Methadone, sold under brand names Methadose and Dolophine, is a prescription medication used to treat moderate to severe pain and opioid use disorder. Methadone was first approved by the U.S. Food and Drug Administration (FDA) to treat OUD in the late 1970s. Methadone is a synthetic opioid medication that functions by interacting with opioid receptors in the brain to reduce symptoms of opioid withdrawals. MMT is most effective when used in conjunction with behavioral therapies and counseling.
Methadone is a highly regulated medication that can only be prescribed through a methadone clinic. It is regarded as the gold standard for opioid dependence treatment and is included in the World Health Organization’s list of essential medicines.
According to the Substance Abuse and Mental Health Services Administration (SAMHSA), methadone is a relatively safe and effective medication when used as prescribed. However, since it’s still an opioid, prolonged use increases the risk of tolerance, dependence, and addiction to the medication.
The addictive nature of methadone may cause individuals to experience withdrawal symptoms upon quitting the medication abruptly. After prolonged use, the sudden absence of methadone triggers uncomfortable reactions while the body relearns to function without the medication again.
Symptoms of methadone withdrawal are similar to withdrawal from other opioids such as heroin and morphine but are usually moderate and flu-like. Some of the most common symptoms of methadone withdrawal are:
Methadone withdrawal can be a painful experience. Hence, individuals receiving MMT are gradually weaned off the medication at the end of their MOUD treatment under the guidance and supervision of their healthcare provider.
Methadone withdrawal symptoms usually appear within 24-36 hours after the last dose due to the long-acting nature of this medication.

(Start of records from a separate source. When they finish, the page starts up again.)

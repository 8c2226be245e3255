use crate::discovery::AssetSummary;
use serde::{Deserialize, Serialize};
use std::cmp::Ordering;

#[derive(Debug, Clone, Copy, PartialEq, Eq, Default, Serialize, Deserialize)]
#[serde(rename_all = "snake_case")]
pub enum Strategy {
    /// Rating, then calmest ATR, then volume, then absolute 24h move.
    #[default]
    StrongUpLowAtr,
    /// Rating, then volume, then calmest ATR, then absolute 24h move.
    StrongUpHighVol,
}

/// Inclusion thresholds for the `pick` tool.
#[derive(Debug, Clone, Copy, PartialEq)]
pub struct Filter {
    pub rank_max: u32,
    pub atr_pct_max: f64,
}

impl Filter {
    /// Absent rank or ATR never passes.
    pub fn accepts(&self, summary: &AssetSummary) -> bool {
        let rank = summary.provenance.as_ref().and_then(|p| p.rank);
        match (rank, summary.atr_percent) {
            (Some(rank), Some(atr)) => rank <= self.rank_max && atr <= self.atr_pct_max,
            _ => false,
        }
    }
}

fn rating_desc(a: &AssetSummary, b: &AssetSummary) -> Ordering {
    b.rating.score().cmp(&a.rating.score())
}

// Absent ATR sorts as +infinity.
fn atr_asc(a: &AssetSummary, b: &AssetSummary) -> Ordering {
    let key = |s: &AssetSummary| s.atr_percent.unwrap_or(f64::INFINITY);
    key(a).total_cmp(&key(b))
}

fn volume_desc(a: &AssetSummary, b: &AssetSummary) -> Ordering {
    let key = |s: &AssetSummary| s.volume_24h.unwrap_or(f64::NEG_INFINITY);
    key(b).total_cmp(&key(a))
}

fn abs_change_desc(a: &AssetSummary, b: &AssetSummary) -> Ordering {
    let key = |s: &AssetSummary| s.percent_change_24h.map(f64::abs).unwrap_or(f64::NEG_INFINITY);
    key(b).total_cmp(&key(a))
}

pub fn compare(strategy: Strategy, a: &AssetSummary, b: &AssetSummary) -> Ordering {
    match strategy {
        Strategy::StrongUpLowAtr => rating_desc(a, b)
            .then_with(|| atr_asc(a, b))
            .then_with(|| volume_desc(a, b))
            .then_with(|| abs_change_desc(a, b)),
        Strategy::StrongUpHighVol => rating_desc(a, b)
            .then_with(|| volume_desc(a, b))
            .then_with(|| atr_asc(a, b))
            .then_with(|| abs_change_desc(a, b)),
    }
}

/// Stable sort by `strategy`, then keep the first `count`.
pub fn rank(
    summaries: &[AssetSummary],
    filter: Option<Filter>,
    strategy: Strategy,
    count: usize,
) -> Vec<AssetSummary> {
    let mut selected: Vec<&AssetSummary> = summaries
        .iter()
        .filter(|s| filter.is_none_or(|f| f.accepts(s)))
        .collect();

    selected.sort_by(|a, b| compare(strategy, a, b));
    selected.into_iter().take(count).cloned().collect()
}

However, some may not even experience withdrawal symptoms until several days after the last dose. Symptoms of methadone withdrawals are most distressing during the first seven to 10 days of detox.
Methadone withdrawal typically follows the below timeline:
Methadone withdrawal is a slow and relatively long process. Withdrawal symptoms begin within 24-36 hours, peak within 7-10 days, and last anywhere between 2-3 weeks to up to six months. However, the withdrawal duration and severity can vary from person to person based on factors such as:
A person who uses methadone as prescribed for three months will generally go through a shorter withdrawal process than someone who has been using methadone for a year or misusing methadone in large doses.

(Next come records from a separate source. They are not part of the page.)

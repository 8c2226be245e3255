mod cache;
mod classifier;
mod comfy_table;
mod config;
mod discovery;
mod error;
mod gateway;
mod indicators;
mod klines;
mod listings;
mod ranking;
mod tools;

use anyhow::{Context, Result, bail};
use cache::{RequestCache, SystemClock};
use config::Settings;
use gateway::HttpGateway;
use klines::ExchangeClient;
use listings::ListingsClient;
use serde_json::Value;
use std::sync::Arc;
use tools::{Tool, run_tool};
use tracing::{error, info};
use tracing_subscriber::EnvFilter;

const USAGE: &str = "usage: trend-screener <top|pick> [params-json] [--table]";

struct Invocation {
    tool: Tool,
    params: Value,
    table: bool,
}

fn parse_args(args: impl Iterator<Item = String>) -> Result<Invocation> {
    let (flags, positional): (Vec<String>, Vec<String>) = args.partition(|a| a.starts_with("--"));

    let table = flags.iter().any(|f| f == "--table");
    if let Some(unknown) = flags.iter().find(|f| *f != "--table") {
        bail!("unknown flag {}\n{}", unknown, USAGE);
    }

    let mut positional = positional.into_iter();
    let tool = match positional.next() {
        Some(name) => name.parse::<Tool>().map_err(anyhow::Error::msg)?,
        None => bail!(USAGE),
    };
    let params = match positional.next() {
        Some(raw) => serde_json::from_str(&raw).context("params must be a JSON object")?,
        None => Value::Object(Default::default()),
    };

    Ok(Invocation { tool, params, table })
}

#[tokio::main]
async fn main() -> Result<()> {
    dotenv::dotenv().ok();

    // stdout carries tool output, so logs go to stderr
    tracing_subscriber::fmt()
        .with_env_filter(
            EnvFilter::try_from_default_env().unwrap_or_else(|_| EnvFilter::new("trend_screener=info")),
        )
        .with_writer(std::io::stderr)
        .with_target(true)
        .init();

    let invocation = parse_args(std::env::args().skip(1))?;

    let file_config = config::load_file_config().await?;
    let settings = Settings::resolve(file_config, |name| std::env::var(name).ok())?;
    let params = settings.defaults.merged_with(&invocation.params)?;

    let client = reqwest::Client::builder().pool_max_idle_per_host(50).build()?;
    let cache = Arc::new(RequestCache::new(settings.cache_ttl, Arc::new(SystemClock)));
    let gateway = HttpGateway::new(
        ListingsClient::new(client.clone(), &settings.listings_url, &settings.api_key, cache),
        ExchangeClient::new(client, &settings.exchange_url),
    );

    info!(tool = ?invocation.tool, strategy = ?params.strategy, "running tool");
    let output = match run_tool(invocation.tool, &gateway, &params, settings.fetch_concurrency).await {
        Ok(output) => output,
        Err(e) => {
            error!(error = %e, "tool failed");
            return Err(e.into());
        }
    };

    if invocation.table {
        println!("{}", comfy_table::render(&output));
    } else {
        println!("{}", serde_json::to_string_pretty(&output)?);
    }

    Ok(())
}
use crate::cache::{RequestCache, cache_key};
use crate::error::GatewayError;
use reqwest::Client;
use serde::{Deserialize, Serialize};
use std::collections::HashMap;
use std::sync::Arc;
use tracing::{debug, warn};

pub const DEFAULT_LISTINGS_URL: &str = "https://pro-api.coinmarketcap.com";
const LISTINGS_ENDPOINT: &str = "/v1/cryptocurrency/listings/latest";
const API_KEY_HEADER: &str = "X-CMC_PRO_API_KEY";

/// One row of the market-cap ranking, quoted in the requested currency.
#[derive(Debug, Clone, PartialEq, Serialize)]
pub struct RankedAsset {
    pub symbol: String,
    pub rank: Option<u32>,
    pub market_cap: Option<f64>,
    pub percent_change_24h: Option<f64>,
}

#[derive(Debug, Clone, PartialEq)]
pub struct ListingRequest {
    pub limit: u32,
    pub convert: String,
    pub sort: String,
    pub sort_dir: String,
}

impl ListingRequest {
    fn query(&self) -> Vec<(&'static str, String)> {
        vec![
            ("start", "1".to_string()),
            ("limit", self.limit.to_string()),
            ("convert", self.convert.clone()),
            ("sort", self.sort.clone()),
            ("sort_dir", self.sort_dir.clone()),
        ]
    }
}

#[derive(Deserialize)]
struct ListingsResponse {
    #[serde(default)]
    data: Vec<RawListing>,
}

#[derive(Deserialize)]
struct RawListing {
    symbol: String,
    cmc_rank: Option<u32>,
    #[serde(default)]
    quote: HashMap<String, RawQuote>,
}

#[derive(Deserialize)]
struct RawQuote {
    market_cap: Option<f64>,
    percent_change_24h: Option<f64>,
}

fn into_ranked_assets(response: ListingsResponse, convert: &str) -> Vec<RankedAsset> {
    response
        .data
        .into_iter()
        .map(|raw| {
            // quote keys come back upper-case whatever case `convert` was sent in
            let quote = raw
                .quote
                .iter()
                .find(|(currency, _)| currency.eq_ignore_ascii_case(convert))
                .map(|(_, quote)| quote);
            RankedAsset {
                symbol: raw.symbol,
                rank: raw.cmc_rank,
                market_cap: quote.and_then(|q| q.market_cap),
                percent_change_24h: quote.and_then(|q| q.percent_change_24h),
            }
        })
        .collect()
}

/// Authenticated market-cap ranking client. Successful responses are cached per request.
pub struct ListingsClient {
    client: Client,
    base_url: String,
    api_key: String,
    cache: Arc<RequestCache<Vec<RankedAsset>>>,
}

impl ListingsClient {
    pub fn new(
        client: Client,
        base_url: impl Into<String>,
        api_key: impl Into<String>,
        cache: Arc<RequestCache<Vec<RankedAsset>>>,
    ) -> Self {
        Self {
            client,
            base_url: base_url.into().trim_end_matches('/').to_string(),
            api_key: api_key.into(),
            cache,
        }
    }

    pub async fn fetch_ranked_listing(
        &self,
        request: &ListingRequest,
    ) -> Result<Vec<RankedAsset>, GatewayError> {
        let query = request.query();
        let key = cache_key(LISTINGS_ENDPOINT, query.iter().cloned());
        self.cache
            .get_or_fetch(&key, || self.fetch_uncached(request, &query))
            .await
    }

    async fn fetch_uncached(
        &self,
        request: &ListingRequest,
        query: &[(&'static str, String)],
    ) -> Result<Vec<RankedAsset>, GatewayError> {
        let url = format!("{}{}", self.base_url, LISTINGS_ENDPOINT);
        let response = self
            .client
            .get(url)
            .header(API_KEY_HEADER, &self.api_key)
            .query(query)
            .send()
            .await?;

        let status = response.status();
        if !status.is_success() {
            warn!(status = status.as_u16(), "ranked listing request failed");
            return Err(GatewayError::Status {
                endpoint: LISTINGS_ENDPOINT,
                status: status.as_u16(),
            });
        }

        let body = response
            .json::<ListingsResponse>()
            .await
            .map_err(|e| GatewayError::Decode(e.to_string()))?;
        let assets = into_ranked_assets(body, &request.convert);
        debug!(count = assets.len(), convert = %request.convert, "ranked listing fetched");
        Ok(assets)
    }
}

Quitting methadone cold turkey is not life-threatening in most instances, but it’s not recommended. Methadone can cause severe withdrawal symptoms and hinder the recovery process. One of the biggest risks of quitting methadone cold turkey is its potential to cause a relapse. It can also trigger health complications that may require immediate medical attention, such as dehydration and electrolyte imbalance from vomiting, diarrhea, and aspiration from breathing stomach contents into the lungs. Thus, people are advised not to quit methadone cold-turkey and seek a healthcare provider’s services to wean off the medication safely instead.

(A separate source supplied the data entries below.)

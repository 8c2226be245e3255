use crate::cache::DEFAULT_TTL;
use crate::error::ConfigError;
use crate::klines::DEFAULT_EXCHANGE_URL;
use crate::listings::DEFAULT_LISTINGS_URL;
use crate::tools::ToolParams;
use serde::Deserialize;
use serde::de::DeserializeOwned;
use std::path::{Path, PathBuf};
use std::time::Duration;
use tokio::fs;

const API_KEY_VARS: &[&str] = &["CMC_API_KEY", "COINMARKETCAP_API_KEY"];

/// Optional `config.json` kept in the storage directory next to the binary.
#[derive(Deserialize, Debug, Default)]
#[serde(default)]
pub struct FileConfig {
    pub defaults: ToolParams,
    pub cache_ttl_ms: Option<u64>,
    pub fetch_concurrency: Option<usize>,
}

#[derive(Debug, Clone)]
pub struct Settings {
    pub api_key: String,
    pub cache_ttl: Duration,
    pub fetch_concurrency: usize,
    pub listings_url: String,
    pub exchange_url: String,
    pub defaults: ToolParams,
}

fn parse_var<T: std::str::FromStr>(
    lookup: &impl Fn(&str) -> Option<String>,
    name: &'static str,
) -> Result<Option<T>, ConfigError> {
    match lookup(name) {
        Some(value) => value
            .trim()
            .parse()
            .map(Some)
            .map_err(|_| ConfigError::InvalidValue { name, value }),
        None => Ok(None),
    }
}

impl Settings {
    /// Resolves settings from the config file and environment. Environment wins.
    pub fn resolve(
        file: FileConfig,
        lookup: impl Fn(&str) -> Option<String>,
    ) -> Result<Self, ConfigError> {
        let api_key = API_KEY_VARS
            .iter()
            .filter_map(|&name| lookup(name))
            .find(|key| !key.trim().is_empty())
            .ok_or(ConfigError::MissingApiKey)?;

        let ttl_ms = parse_var::<u64>(&lookup, "CACHE_TTL_MS")?.or(file.cache_ttl_ms);
        let fetch_concurrency = parse_var::<usize>(&lookup, "FETCH_CONCURRENCY")?
            .or(file.fetch_concurrency)
            .unwrap_or(1)
            .max(1);

        Ok(Self {
            api_key: api_key.trim().to_string(),
            cache_ttl: ttl_ms.map(Duration::from_millis).unwrap_or(DEFAULT_TTL),
            fetch_concurrency,
            listings_url: lookup("LISTINGS_BASE_URL").unwrap_or_else(|| DEFAULT_LISTINGS_URL.to_string()),
            exchange_url: lookup("EXCHANGE_BASE_URL").unwrap_or_else(|| DEFAULT_EXCHANGE_URL.to_string()),
            defaults: file.defaults,
        })
    }
}

pub struct AsyncStorageManager {
    pub base_dir: PathBuf,
}

impl AsyncStorageManager {
    /// Storage directory resolved relative to the running executable.
    pub fn new_relative<P: AsRef<Path>>(relative_path: P) -> anyhow::Result<Self> {
        let exe_path = std::env::current_exe()?;
        let base_dir = exe_path
            .parent()
            .ok_or_else(|| anyhow::anyhow!("Could not find binary directory"))?
            .join(relative_path);
        Ok(Self { base_dir })
    }

    /// Loads `<filename>.json`, or `None` when the file does not exist.
    pub async fn load_optional<T: DeserializeOwned>(&self, filename: &str) -> anyhow::Result<Option<T>> {
        let path = self.base_dir.join(format!("{}.json", filename));
        if !fs::try_exists(&path).await? {
            return Ok(None);
        }

        // serde_json validates UTF-8 itself, so skip read_to_string
        let content = fs::read(&path).await?;
        let data = serde_json::from_slice(&content)?;
        Ok(Some(data))
    }
}

pub async fn load_file_config() -> anyhow::Result<FileConfig> {
    let storage = AsyncStorageManager::new_relative("storage")?;
    Ok(storage.load_optional("config").await?.unwrap_or_default())
}
//! `top` and `pick`: the two operations exposed to the agent host.

use crate::discovery::{AssetSummary, DiscoveryParams, SkippedAsset, discover};
use crate::error::DiscoveryError;
use crate::gateway::MarketGateway;
use crate::ranking::{Filter, Strategy, rank};
use serde::{Deserialize, Serialize};
use serde_json::Value;

#[derive(Debug, Clone, Copy, PartialEq, Eq)]
pub enum Tool {
    Top,
    Pick,
}

impl std::str::FromStr for Tool {
    type Err = String;

    fn from_str(s: &str) -> Result<Self, Self::Err> {
        match s {
            "top" => Ok(Tool::Top),
            "pick" => Ok(Tool::Pick),
            other => Err(format!("unknown tool '{}', expected 'top' or 'pick'", other)),
        }
    }
}

/// Host-supplied parameters. Every field is optional and falls back to the defaults below.
#[derive(Debug, Clone, PartialEq, Serialize, Deserialize)]
#[serde(default)]
pub struct ToolParams {
    #[serde(rename = "topN")]
    pub top_n: u32,
    #[serde(rename = "resultCount")]
    pub result_count: usize,
    pub interval: String,
    pub limit: u32,
    pub convert: String,
    pub sort: String,
    pub sort_dir: String,
    #[serde(rename = "rankMax")]
    pub rank_max: u32,
    #[serde(rename = "atrPctMax")]
    pub atr_pct_max: f64,
    pub strategy: Strategy,
}

impl Default for ToolParams {
    fn default() -> Self {
        Self {
            top_n: 20,
            result_count: 5,
            interval: "1h".to_string(),
            limit: 250,
            convert: "USD".to_string(),
            sort: "market_cap".to_string(),
            sort_dir: "desc".to_string(),
            rank_max: 50,
            atr_pct_max: 1.0,
            strategy: Strategy::default(),
        }
    }
}

impl ToolParams {
    /// Overlays a host parameter object onto `self`; fields the host leaves out keep their value.
    pub fn merged_with(&self, overrides: &Value) -> serde_json::Result<Self> {
        // Round-trip through JSON so host keys use the same names as the config file
        let mut base = serde_json::to_value(self)?;
        if let (Value::Object(base), Value::Object(overrides)) = (&mut base, overrides) {
            for (key, value) in overrides {
                base.insert(key.clone(), value.clone());
            }
        }
        serde_json::from_value(base)
    }

    fn discovery(&self) -> DiscoveryParams {
        DiscoveryParams {
            top_n: self.top_n,
            interval: self.interval.clone(),
            limit: self.limit,
            convert: self.convert.clone(),
            sort: self.sort.clone(),
            sort_dir: self.sort_dir.clone(),
        }
    }
}

#[derive(Debug, Clone, PartialEq, Serialize)]
pub struct ToolOutput {
    pub results: Vec<AssetSummary>,
    pub skipped: Vec<SkippedAsset>,
    pub candidates: usize,
}

pub async fn run_tool<G: MarketGateway>(
    tool: Tool,
    gateway: &G,
    params: &ToolParams,
    concurrency: usize,
) -> Result<ToolOutput, DiscoveryError> {
    // Step 1: Discover and summarize the candidate pool
    let report = discover(gateway, &params.discovery(), concurrency).await?;

    // Step 2: Only `pick` filters, `top` ranks everything it found
    let filter = match tool {
        Tool::Top => None,
        Tool::Pick => Some(Filter {
            rank_max: params.rank_max,
            atr_pct_max: params.atr_pct_max,
        }),
    };

    // Step 3: Sort by strategy and cut to the requested count
    Ok(ToolOutput {
        results: rank(&report.summaries, filter, params.strategy, params.result_count),
        skipped: report.skipped,
        candidates: report.candidates,
    })
}

#[cfg(test)]
mod tests {
    use super::*;
    use crate::classifier::Rating;
    use crate::discovery::tests::{FakeGateway, drifting, ranked, ticker};
    use serde_json::json;

    fn gateway() -> FakeGateway {
        FakeGateway::default()
            // strong up, calm
            .with_asset(ranked("BTC", 1), ticker(2.5, 3e9), drifting(250, 1000.0, 1.0, 1.0))
            // strong up, volatile
            .with_asset(ranked("DOGE", 9), ticker(4.0, 9e9), drifting(250, 1.0, 0.001, 0.05))
            .with_asset(ranked("USDC", 4), ticker(0.0, 1e9), drifting(250, 1.0, 0.0, 0.001))
            // up, calm, but ranked outside the default rankMax
            .with_asset(ranked("LINK", 70), ticker(1.5, 1e8), drifting(250, 10.0, 0.01, 0.01))
    }

    #[test]
    fn defaults_fill_missing_parameters() {
        let params = ToolParams::default()
            .merged_with(&json!({ "resultCount": 2, "strategy": "strong_up_high_vol" }))
            .unwrap();

        assert_eq!(params.result_count, 2);
        assert_eq!(params.strategy, Strategy::StrongUpHighVol);
        assert_eq!(params.top_n, 20);
        assert_eq!(params.limit, 250);
        assert_eq!(params.interval, "1h");
        assert_eq!(params.atr_pct_max, 1.0);
    }

    #[test]
    fn unknown_strategy_is_rejected() {
        let result = ToolParams::default().merged_with(&json!({ "strategy": "yolo" }));
        assert!(result.is_err());
    }

    #[test]
    fn tool_names_parse() {
        assert_eq!("top".parse::<Tool>(), Ok(Tool::Top));
        assert_eq!("pick".parse::<Tool>(), Ok(Tool::Pick));
        assert!("sell".parse::<Tool>().is_err());
    }

    #[tokio::test]
    async fn pick_filters_then_ranks() {
        let params = ToolParams::default();
        let output = run_tool(Tool::Pick, &gateway(), &params, 1).await.unwrap();

        let symbols: Vec<_> = output.results.iter().map(|s| s.symbol.as_str()).collect();
        assert_eq!(symbols, ["BTCUSDT"]);
        assert_eq!(output.results[0].rating, Rating::StrongUp);
        assert_eq!(output.candidates, 4);
        assert_eq!(output.skipped.len(), 1);
    }

    #[tokio::test]
    async fn top_skips_filtering() {
        let params = ToolParams { result_count: 10, ..Default::default() };
        let output = run_tool(Tool::Top, &gateway(), &params, 1).await.unwrap();

        let symbols: Vec<_> = output.results.iter().map(|s| s.symbol.as_str()).collect();
        // both strong_up first, calmer BTC ahead of DOGE, then LINK rated up
        assert_eq!(symbols, ["BTCUSDT", "DOGEUSDT", "LINKUSDT"]);
    }

    #[tokio::test]
    async fn result_count_beyond_available_returns_everything() {
        let params = ToolParams { result_count: 50, rank_max: 100, atr_pct_max: 100.0, ..Default::default() };
        let output = run_tool(Tool::Pick, &gateway(), &params, 2).await.unwrap();
        assert_eq!(output.results.len(), 3);
    }

    #[tokio::test]
    async fn output_serializes_with_camel_case_fields() {
        let params = ToolParams { result_count: 1, ..Default::default() };
        let output = run_tool(Tool::Top, &gateway(), &params, 1).await.unwrap();
        let value = serde_json::to_value(&output).unwrap();

        let first = &value["results"][0];
        assert_eq!(first["symbol"], "BTCUSDT");
        assert_eq!(first["rating"], "strong_up");
        assert_eq!(first["trend"], "up");
        assert!(first["atrPercent"].is_number());
        assert_eq!(first["provenance"]["rank"], 1);
        assert_eq!(value["skipped"][0]["reason"], "stable_asset");
    }
}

The safest and most efficient way to detox from methadone is to undergo a tapering-down program under the supervision of a medical professional. A tapering-down program involves reducing methadone doses over a certain period rather than quitting it cold-turkey to manage methadone withdrawals. Methadone clinics generally provide people with such services at the end of treatment to ensure that they wean off the medication safely and successfully.
Some doctors may utilize certain medications during detox to ease symptoms of methadone withdrawal and shorten the duration of detox. Medical detox can include the use of medications such as Zofran, clonidine, and baclofen to mitigate anxiety, agitation, high blood pressure, nausea, and muscle pains.
During the weaning process if you decide you would like to continue being on opioid replacement therapy such as suboxone, this can be done if planned ahead with your medical provider
Although withdrawal from any addictive substance can be difficult, the long-term benefit of using methadone for opioid dependence treatment far outweighs its risks.